Keywords: High Leverage Point; minimum regularized covariance determinant; principal component analysis; robust mahalanobis distance

 

Abstrak

Kertas ini membentangkan kerja lanjutan bagi Analisis Komponen Utama Teguh (ROBPCA) ditandakan dengan IRPCA, untuk meningkatkan ketepatan pengecaman titik tuasan tinggi (HLPs) dalam data dimensi tinggi (HDD). IRPCA menggunakan Analisis Komponen Utama (PCA) bagi menurunkan dimensi set data dan seterusnya penganggar lokasi dan skala skor PC dikira berdasarkan Penentu Kovarian Teratur Minimum (MRCD).  Dengan tidak menggunakan jarak skor teguh untuk pengecaman HLPs seperti ROBPCA; dalam kaedah IRPCA yang dicadangkan, kami telah mempertimbangkan penggunaan Jarak Mahalanobis Teguh (RMD). Prestasi IRPCA yang dicadang dibandingkan dengan kaedah ROBPCA dan kaedah Penentu Kovarian Teratur Minimum dan PCA (MRCD-PCA) bagi mengecam HLPs dalam HDD. Keputusan menunjukkan ketiga-tiga kaedah sangat berjaya dalam pengesanan HLPs tanpa kesan penyorokan. Walau bagaimanapun, ROBPCA mengalami masalah kesan limpahan yang serius apabila terdapat HLPs kurang daripada 30%. Prestasi IRPCA yang dicadangkan dan ROBPCA ada lah sama; mempunyai kesan limpahan yang sangat kecil. Namun begitu, algoritma MRCD-PCA agak rumit dan memerlukan masa yang panjang. Sifat menarik bagi IRPCA ialah ia memberi algoritma yang mudah dan masa pengiraan yang singkat.
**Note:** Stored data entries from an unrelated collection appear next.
use std::time::{Duration, Instant};

use log::debug;
use nalgebra::DMatrix;

use crate::cluster::{KMeansConfig, Partition, RowClusterer};
use crate::error::{ClusteringError, Result};
use crate::fairness::{ensure_full_coverage, FairnessProjector};
use crate::graph::matrix::{build_adjacency, check_adjacency, Edge};
use crate::spectral::{EigenvectorCount, EmbeddingSolver, Normalization};

#[derive(Debug, Clone, Default)]
pub struct ClusteringConfig {
    pub eigenvectors: EigenvectorCount,
    pub kmeans: KMeansConfig,
    /// Reject group partitions that leave vertices unassigned.
    pub require_group_coverage: bool,
}

impl ClusteringConfig {
    pub fn seeded(seed: u64) -> Self {
        Self {
            kmeans: KMeansConfig::seeded(seed),
            ..Self::default()
        }
    }
}

#[derive(Debug, Clone)]
pub struct ClusteringSummary {
    pub partition: Partition,
    pub embedding_width: usize,
    /// Dimension of the fairness subspace, for constrained runs.
    pub null_space_dimension: Option<usize>,
    pub duration: Duration,
}

/// Spectral clustering pipeline: Laplacian, optional fairness projection, eigensolve,
/// k-means rounding.
#[derive(Debug, Clone, Default)]
pub struct ClusteringWorkflow {
    config: ClusteringConfig,
}

impl ClusteringWorkflow {
    pub fn new(config: ClusteringConfig) -> Self {
        Self { config }
    }

    pub fn config(&self) -> &ClusteringConfig {
        &self.config
    }

    pub fn unconstrained(
        &self,
        n: usize,
        k: usize,
        edges: &[Edge],
        normalization: Normalization,
    ) -> Result<Partition> {
        let adjacency = build_adjacency(n, edges)?;
        self.run(n, k, &adjacency, None, normalization)
            .map(|summary| summary.partition)
    }

    pub fn fair(
        &self,
        n: usize,
        k: usize,
        edges: &[Edge],
        groups: &[Vec<usize>],
        normalization: Normalization,
    ) -> Result<Partition> {
        let adjacency = build_adjacency(n, edges)?;
        self.run(n, k, &adjacency, Some(groups), normalization)
            .map(|summary| summary.partition)
    }

    pub fn unconstrained_from_adjacency(
        &self,
        n: usize,
        k: usize,
        adjacency: &DMatrix<f64>,
        normalization: Normalization,
    ) -> Result<Partition> {
        self.run(n, k, adjacency, None, normalization)
            .map(|summary| summary.partition)
    }

    pub fn fair_from_adjacency(
        &self,
        n: usize,
        k: usize,
        adjacency: &DMatrix<f64>,
        groups: &[Vec<usize>],
        normalization: Normalization,
    ) -> Result<Partition> {
        self.run(n, k, adjacency, Some(groups), normalization)
            .map(|summary| summary.partition)
    }

    /// Runs the whole pipeline; `groups = None` is plain spectral clustering.
    pub fn run(
        &self,
        n: usize,
        k: usize,
        adjacency: &DMatrix<f64>,
        groups: Option<&[Vec<usize>]>,
        normalization: Normalization,
    ) -> Result<ClusteringSummary> {
        let start = Instant::now();
        check_adjacency(n, adjacency)?;
        validate_cluster_count(n, k)?;
        let width = self.config.eigenvectors.width(k);
        if width > n {
            return Err(ClusteringError::config(format!(
                "embedding width {width} exceeds vertex count {n}"
            )));
        }

        let (embedding, null_space_dimension) = match groups {
            None => {
                let solver = EmbeddingSolver::unconstrained(adjacency, normalization);
                (solver.embed(width)?, None)
            }
            Some(groups) => {
                if self.config.require_group_coverage {
                    ensure_full_coverage(n, groups)?;
                }
                let projector = FairnessProjector::new(n, groups)?;
                projector.ensure_capacity(width.max(k + 1))?;
                debug!(
                    "fairness residual max |F^T Z| = {:.3e}",
                    projector.residual()
                );
                let solver =
                    EmbeddingSolver::constrained(adjacency, projector.basis(), normalization);
                (solver.embed(width)?, Some(projector.dimension()))
            }
        };

        let partition = RowClusterer::new(self.config.kmeans.clone()).cluster(k, &embedding)?;
        let duration = start.elapsed();
        debug!(
            "{:?} {} run: n = {}, k = {}, width = {}, sizes = {:?}, took {:?}",
            normalization,
            if groups.is_some() { "fair" } else { "unconstrained" },
            n,
            k,
            width,
            partition.sizes(),
            duration
        );

        Ok(ClusteringSummary {
            partition,
            embedding_width: width,
            null_space_dimension,
            duration,
        })
    }
}

fn validate_cluster_count(n: usize, k: usize) -> Result<()> {
    if k == 0 {
        return Err(ClusteringError::config("number of clusters must be positive"));
    }
    if k >= n {
        return Err(ClusteringError::config(format!(
            "number of clusters {k} must be smaller than the vertex count {n}"
        )));
    }
    Ok(())
}

pub fn unconstrained_cluster(
    n: usize,
    k: usize,
    edges: &[Edge],
    normalized: bool,
) -> Result<Partition> {
    ClusteringWorkflow::default().unconstrained(n, k, edges, Normalization::from_flag(normalized))
}

pub fn fair_cluster(
    n: usize,
    k: usize,
    edges: &[Edge],
    groups: &[Vec<usize>],
    normalized: bool,
) -> Result<Partition> {
    ClusteringWorkflow::default().fair(n, k, edges, groups, Normalization::from_flag(normalized))
}

pub fn unconstrained_cluster_from_adjacency(
    n: usize,
    k: usize,
    adjacency: &DMatrix<f64>,
    normalized: bool,
) -> Result<Partition> {
    ClusteringWorkflow::default().unconstrained_from_adjacency(
        n,
        k,
        adjacency,
        Normalization::from_flag(normalized),
    )
}

pub fn fair_cluster_from_adjacency(
    n: usize,
    k: usize,
    adjacency: &DMatrix<f64>,
    groups: &[Vec<usize>],
    normalized: bool,
) -> Result<Partition> {
    ClusteringWorkflow::default().fair_from_adjacency(
        n,
        k,
        adjacency,
        groups,
        Normalization::from_flag(normalized),
    )
}

#[cfg(test)]
mod tests {
    use super::*;

    #[test]
    fn rejects_cluster_count_not_below_vertex_count() {
        let workflow = ClusteringWorkflow::new(ClusteringConfig::seeded(1));
        let err = workflow
            .unconstrained(3, 3, &[(0, 1), (1, 0)], Normalization::Unnormalized)
            .expect_err("k >= n");
        assert!(matches!(err, ClusteringError::InvalidConfiguration(_)));
    }

    #[test]
    fn plus_one_mode_widens_embedding() {
        let edges = vec![(0, 1), (1, 0), (1, 2), (2, 1), (3, 4), (4, 3), (4, 5), (5, 4)];
        let adjacency = build_adjacency(6, &edges).expect("adjacency");
        let config = ClusteringConfig {
            eigenvectors: EigenvectorCount::ClustersPlusOne,
            ..ClusteringConfig::seeded(3)
        };
        let summary = ClusteringWorkflow::new(config)
            .run(6, 2, &adjacency, None, Normalization::Unnormalized)
            .expect("run");
        assert_eq!(summary.embedding_width, 3);
        assert_eq!(summary.partition.len(), 2);
        assert!(summary.null_space_dimension.is_none());
    }

    #[test]
    fn fair_run_reports_null_space_dimension() {
        let edges = vec![(0, 1), (1, 0), (1, 2), (2, 1), (2, 3), (3, 2), (3, 0), (0, 3)];
        let adjacency = build_adjacency(4, &edges).expect("adjacency");
        let groups = vec![vec![0, 2], vec![1, 3]];
        let summary = ClusteringWorkflow::new(ClusteringConfig::seeded(5))
            .run(4, 2, &adjacency, Some(&groups), Normalization::Unnormalized)
            .expect("run");
        assert_eq!(summary.null_space_dimension, Some(3));
    }

    #[test]
    fn too_many_groups_is_rank_deficient() {
        let edges: Vec<Edge> = (0..4)
            .flat_map(|i| [(i, (i + 1) % 4), ((i + 1) % 4, i)])
            .collect();
        let groups = vec![vec![0], vec![1], vec![2], vec![3]];
        let err = ClusteringWorkflow::default()
            .fair(4, 2, &edges, &groups, Normalization::Unnormalized)
            .expect_err("rank deficiency");
        assert_eq!(
            err,
            ClusteringError::RankDeficiency {
                dimension: 1,
                required: 3
            }
        );
    }

    #[test]
    fn coverage_requirement_is_enforced_when_configured() {
        let edges = vec![(0, 1), (1, 0), (1, 2), (2, 1), (2, 3), (3, 2)];
        let groups = vec![vec![0, 1], vec![2]];
        let config = ClusteringConfig {
            require_group_coverage: true,
            ..ClusteringConfig::seeded(2)
        };
        let err = ClusteringWorkflow::new(config)
            .fair(4, 2, &edges, &groups, Normalization::Unnormalized)
            .expect_err("coverage");
        assert!(matches!(err, ClusteringError::InvalidConfiguration(_)));
    }
}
Kata kunci: Analisis komponen utama; jarak Mahalanobis teguh; penentu kovarian teratur minimum; titik tuasan baik

 

RUJUKAN

Agostinelli, C., Leung, A., Yohai, V.J. & Zamar, R.H. 2015. Robust estimation of multivariate location and scatter in the presence of cellwise and casewise contamination. Test 24(3): 441-461. https://doi.org/10.1007/s11749-015-0450-6

Boudt, K., Rousseeuw, P.J., Vanduffel, S. & Verdonck, T. 2018. The minimum regularized covariance determinant estimator. Statistics and Computing 30: 113-128. https://doi.org/10.1007/s11222-019-09869-x

Boulesteix, A.L. & Strimmer, K. 2007. Partial least squares: A versatile tool for the analysis of high-dimensional genomic data. Briefings in Bioinformatics 8(1): 32-44. https://doi.org/10.1093/bib/bbl016

Cao, L. 2006. Singular Value Decomposition Applied to Digital Image Processing. Division of Computing Studies, Arizona State University. pp. 1-15. http://www.lokminglui.com/CaoSVDintro.pdf

Chiang, J-T. 2016. The masking and swamping effects using the planted mean-shift outliers models. International Journal of Contemporary Mathematical Sciences 2(7): 297-307. https://doi.org/10.12988/ijcms.2007.07024

Dhhan, W., Rana, S. & Midi, H. 2015. Non-sparse ɛ-insensitive support vector regression for outlier detection. J. Appl. Stat. 42: 1723-1739.

Esbensen, K.H., Sch¨onkopf, S., Midtgaard, T. & Guyof, D. 1994. Multivariate Analysis in Practice. Camo, Trondheim.

Habshah, M., Norazan, M.R. & Imon, A.H.M.R. 2009. The performance of diagnostic-robust generalized potentials for the identification of multiple high leverage points in linear regression. Journal of Applied Statistics 36(5): 507-520. https://doi.org/10.1080/02664760802553463

Hotelling, H. 1933. Analysis of a complex of statistical variables into principal components. Journal of Educational Psychology 24(6): 417-441. https://doi.org/10.1037/h0071325

Huber, P.J. 1973. Robust regression: Asymptotics, conjectures and Monte Carlo. The Annals of Statistics 1(5): 799-821.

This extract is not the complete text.